Here in the United States our news is dominated by the Presidential election cycle and as a result, we are inundated with up to the minute analysis of debates, rallies, interviews, editorials, and tweets. Many have observed that this is a particularly important election. I happen to agree with them while also noting that the same thing is said every four years. It is always important.

Without minimizing the importance of the election or impugning anyone who is a political junkie, I want to offer a gentile reminder for Christians who might be getting a little too wrapped up in the election. Call it a gentle calibration.

Who to Pray for

The first place we as Christians should turn is prayer when we consider the functioning of our government and its relationship to the church. This is modeled by the Apostle Paul in 1 Timothy. Giving instruction to Timothy he says that we as believers must pray for all people, "for kings and all who are in high positions..." (1 Tim. 2.2).

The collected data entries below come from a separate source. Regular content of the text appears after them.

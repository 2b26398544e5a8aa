//! Catalog records.
//!
//! Records are kept as the upstream's JSON objects and re-served in the same
//! shape; only the image URL is rewritten. Accessors read the fields this
//! service interprets and treat missing or `null` values as absent.

use regex::Regex;
use serde::{Deserialize, Serialize};
use serde_json::{Map, Value};
use std::sync::LazyLock;

use crate::normalize::normalize_image_url;

// YYYY-<ARTIST>-<COLLECTION>-<SEQ>, e.g. 2024-JD-AG-0009
static SKU_PATTERN: LazyLock<Regex> = LazyLock::new(|| {
    Regex::new(r"^\d{4}-([A-Za-z0-9]+)-([A-Za-z0-9]+)-\d+$").expect("valid regex")
});

/// Keys the upstream may use for an artwork's image.
const IMAGE_KEYS: [&str; 2] = ["image_url", "imageUrl"];

fn str_field<'a>(fields: &'a Map<String, Value>, key: &str) -> Option<&'a str> {
    fields.get(key).and_then(Value::as_str)
}

fn int_field(fields: &Map<String, Value>, key: &str) -> Option<i64> {
    match fields.get(key)? {
        Value::Number(n) => n.as_i64(),
        Value::String(s) => s.trim().parse().ok(),
        _ => None,
    }
}

/// Artwork record as served by the upstream catalog.
#[derive(Serialize, Deserialize, Debug, Clone, Default, PartialEq)]
#[serde(transparent)]
pub struct Artwork {
    pub fields: Map<String, Value>,
}

#[derive(Serialize, Deserialize, Debug, Clone, Default, PartialEq)]
#[serde(transparent)]
pub struct Collection {
    pub fields: Map<String, Value>,
}

/// Collection code encoded in the third segment of a SKU. `None` if the SKU
/// does not follow the `YYYY-ARTIST-COLLECTION-SEQ` layout.
pub fn collection_code(sku: &str) -> Option<&str> {
    SKU_PATTERN
        .captures(sku)
        .and_then(|c| c.get(2))
        .map(|m| m.as_str())
}

impl Artwork {
    pub fn sku(&self) -> Option<&str> {
        str_field(&self.fields, "sku")
    }

    pub fn title(&self) -> &str {
        str_field(&self.fields, "title").unwrap_or("")
    }

    pub fn year(&self) -> Option<i64> {
        int_field(&self.fields, "year")
    }

    pub fn collection(&self) -> Option<&str> {
        str_field(&self.fields, "collection").filter(|c| !c.is_empty())
    }

    pub fn version(&self) -> Option<&str> {
        str_field(&self.fields, "version")
    }

    pub fn image_url(&self) -> Option<&str> {
        IMAGE_KEYS.iter().find_map(|k| str_field(&self.fields, k))
    }

    /// Rewrite the image URL to its canonical form, under whichever key the upstream used.
    pub fn normalize(mut self) -> Self {
        for key in IMAGE_KEYS {
            if let Some(Value::String(url)) = self.fields.get_mut(key) {
                *url = normalize_image_url(url);
            }
        }
        self
    }

    pub fn collection_code(&self) -> Option<&str> {
        self.sku().and_then(collection_code)
    }

    /// Artworks name their collection directly; when they don't, the SKU's
    /// collection code is matched against the collection's short code.
    pub fn belongs_to(&self, collection: &Collection) -> bool {
        if let Some(name) = self.collection() {
            return name == collection.name();
        }
        match (self.collection_code(), collection.code()) {
            (Some(code), Some(expected)) => code.eq_ignore_ascii_case(expected),
            _ => false,
        }
    }

    pub fn is_untitled(&self) -> bool {
        self.title().to_lowercase().contains("untitled")
    }
}

impl Collection {
    pub fn name(&self) -> &str {
        str_field(&self.fields, "name").unwrap_or("")
    }

    pub fn code(&self) -> Option<&str> {
        str_field(&self.fields, "code")
    }
}

impl From<Map<String, Value>> for Artwork {
    fn from(fields: Map<String, Value>) -> Self {
        Self { fields }
    }
}

impl From<Map<String, Value>> for Collection {
    fn from(fields: Map<String, Value>) -> Self {
        Self { fields }
    }
}

/// Pull the record list out of a bare array or an object wrapping one under
/// `key`/`data`. Entries that are not JSON objects are dropped.
fn records(value: Value, key: &str) -> Vec<Map<String, Value>> {
    let list = match value {
        Value::Object(mut obj) => obj
            .remove(key)
            .or_else(|| obj.remove("data"))
            .unwrap_or(Value::Null),
        other => other,
    };
    match list {
        Value::Array(items) => items
            .into_iter()
            .filter_map(|item| match item {
                Value::Object(fields) => Some(fields),
                _ => None,
            })
            .collect(),
        _ => Vec::new(),
    }
}

/// Decode an upstream payload into artworks with canonical image URLs.
pub fn artworks_from_value(value: Value) -> Vec<Artwork> {
    records(value, "artworks")
        .into_iter()
        .map(|fields| Artwork::from(fields).normalize())
        .collect()
}

pub fn collections_from_value(value: Value) -> Vec<Collection> {
    records(value, "collections")
        .into_iter()
        .map(Collection::from)
        .collect()
}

This seems pretty straightforward and simple until we consider the context. John Stott observes,

"when Paul told Timothy to pray for kings, the reigning emperor was Nero, whose vanity, cruelty and hostility to the Christian faith were widely known. The persecution of the church, spasmodic at first, was soon to become systematic, and Christians were understandably apprehensive. Yet they had recourse to prayer. Indeed, prayer for pagan countries and their leaders already had a precedent in the Old Testament. For Jeremiah told the exiles to pray for Babylon's peace and prosperity, and the edict of Cyrus, which ordered the rebuilding of the Jerusalem temple, included a request to the Jews to 'pray for the well-being of the king and his sons.'"

The government was far from sympathetic to Christianity, yet Paul (like Peter 1 Pet. 2.17) urges submission and honor to and prayer for the government.

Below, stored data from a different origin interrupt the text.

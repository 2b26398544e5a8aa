use anyhow::{Context, Result};
use clap::Args;
use reqwest::Client;
use std::time::Duration;

use crate::cache::TtlCache;
use crate::client::CatalogClient;
use crate::image_proxy::ImageProxy;
use crate::retry::RetryPolicy;

/// Upstream catalog and proxy settings shared by every subcommand.
#[derive(Args, Debug, Clone)]
pub struct CatalogSettings {
    /// Base URL of the upstream catalog API
    #[arg(long, env = "CATALOG_API_URL", default_value = "http://localhost:4000/api")]
    pub api_url: String,

    /// Production catalog URL; when the API URL targets this host, `/api/` is served from `/api/public/`
    #[arg(long, env = "CATALOG_PRODUCTION_API_URL")]
    pub production_api_url: Option<String>,

    /// Hosts the image proxy may fetch from
    #[arg(
        long,
        env = "IMAGE_PROXY_HOSTS",
        value_delimiter = ',',
        default_value = "images.artcatalog.io"
    )]
    pub image_hosts: Vec<String>,

    /// Lifetime of cached catalog responses
    #[arg(long, env = "CATALOG_CACHE_TTL_SECS", default_value_t = 300)]
    pub cache_ttl_secs: u64,

    /// Maximum number of cached catalog responses
    #[arg(long, env = "CATALOG_CACHE_CAPACITY", default_value_t = 512)]
    pub cache_capacity: usize,

    /// Retries after a 5xx or network failure
    #[arg(long, env = "CATALOG_MAX_RETRIES", default_value_t = 2)]
    pub max_retries: u32,

    /// Base backoff between retries; attempt n waits n+1 times this
    #[arg(long, env = "CATALOG_RETRY_DELAY_MS", default_value_t = 1000)]
    pub retry_delay_ms: u64,

    /// Timeout for every outbound request
    #[arg(long, env = "UPSTREAM_TIMEOUT_SECS", default_value_t = 15)]
    pub timeout_secs: u64,

    /// Log filter used when RUST_LOG is not set
    #[arg(long, env = "LOG_LEVEL", default_value = "info")]
    pub log_level: String,
}

impl CatalogSettings {
    pub fn retry_policy(&self) -> RetryPolicy {
        RetryPolicy::new(self.max_retries, Duration::from_millis(self.retry_delay_ms))
    }

    pub fn cache_ttl(&self) -> Duration {
        Duration::from_secs(self.cache_ttl_secs)
    }

    pub fn http_client(&self) -> Result<Client> {
        Client::builder()
            .timeout(self.timeout())
            .user_agent(concat!(env!("CARGO_PKG_NAME"), "/", env!("CARGO_PKG_VERSION")))
            .build()
            .context("Failed to build HTTP client")
    }

    pub fn build_client(&self, http: Client) -> CatalogClient {
        CatalogClient::new(
            http,
            self.api_url.clone(),
            self.production_api_url.as_deref(),
            TtlCache::new(self.cache_capacity),
            self.retry_policy(),
            self.cache_ttl(),
        )
    }

    pub fn timeout(&self) -> Duration {
        Duration::from_secs(self.timeout_secs)
    }

    pub fn build_image_proxy(&self) -> Result<ImageProxy> {
        ImageProxy::new(self.image_hosts.clone(), self.timeout())
            .context("Failed to build image proxy client")
    }
}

I understand that the skid marks from the moral revolution are fresh. That car is racing ahead with little regard for Christ and his church. America and the rest of the world are changing very quickly. However, let's not think for a second that Paul is living in the midst of nice little Bible belt in the Roman Empire. It was progressive, pagan, and decidedly anti-Christian. The decades that follows Paul's writing to Timothy are dark. In other words, if the priority was prayer then it most certainly is today.

What to Pray for

But notice what to pray for. Paul goes on:

"First of all, then, I urge that supplications, prayers, intercessions, and thanksgivings be made for all people, for kings and all who are in high positions, that we may lead a peaceful and quiet life, godly and dignified in every way." (1 Timothy 2:1-2,)

Pray for the leaders. Pray for the good ones and the bad. Pray for the Republicans, the Democrats, and the Independents.

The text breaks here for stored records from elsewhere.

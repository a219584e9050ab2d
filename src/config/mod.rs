//! Application configuration and constants.
//!
//! This module provides:
//! - Configuration constants (timeouts, poll interval, reference resolvers)
//! - CLI option types and parsing

mod constants;
mod types;

// Re-export all constants
pub use constants::*;
pub use types::{Config, LogFormat, LogLevel, OutputFormat};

Why Paul? So that we (Christians) may lead a peaceful, quiet life, godly and dignified in every way.

We as Christians desire to live peaceable and quiet lives. This just means that we pray for our government to prevent and deter war and fighting between citizens. Luther said,

"In time of war there is no peace. One cannot go in or out. Not a hair of one's head is safe. In this case no one considers that these outstanding benefits are preserved by a good civil authority which ought to be keeping watch so that peace might endure. It is a great gift to live in peace and quiet."

I wonder if we have forgotten this. It has become a custom of our day to take to social media to vent our concerns and attack politicians. How much quieter would Facebook and Twitter be if Christians were truly praying for and personally pursuing peaceable and quiet lives?

Furthermore there is a desire for a godly and dignified life. This is what we want after all. "The ultimate object of our prayers for national leaders, then, is that in the context of the peace they preserve, religion and morality can flourish, and evangelism go forward without interruption." (Stott)

I don't doubt that this election is important. Relatively speaking they all are important. However, I'm suggesting that we align our expectations with how the Bible teaches us to pray. We have been greatly blessed in the United States for many, many years. Evangelicals have enjoyed tremendous influence in society. Now, however, things appear to be changing. Is this a cause for concern? Sure. But is it a cause for panic? No. In fact, we find ourselves providentially backing into the parking stall of 1 Timothy 2. We have our our prayers and our pursuits recalibrated by the Scriptures. Even if our guy doesn’t get elected (or even if we don’t have “a guy”) we can still pray and rejoice in God’s kindness to us.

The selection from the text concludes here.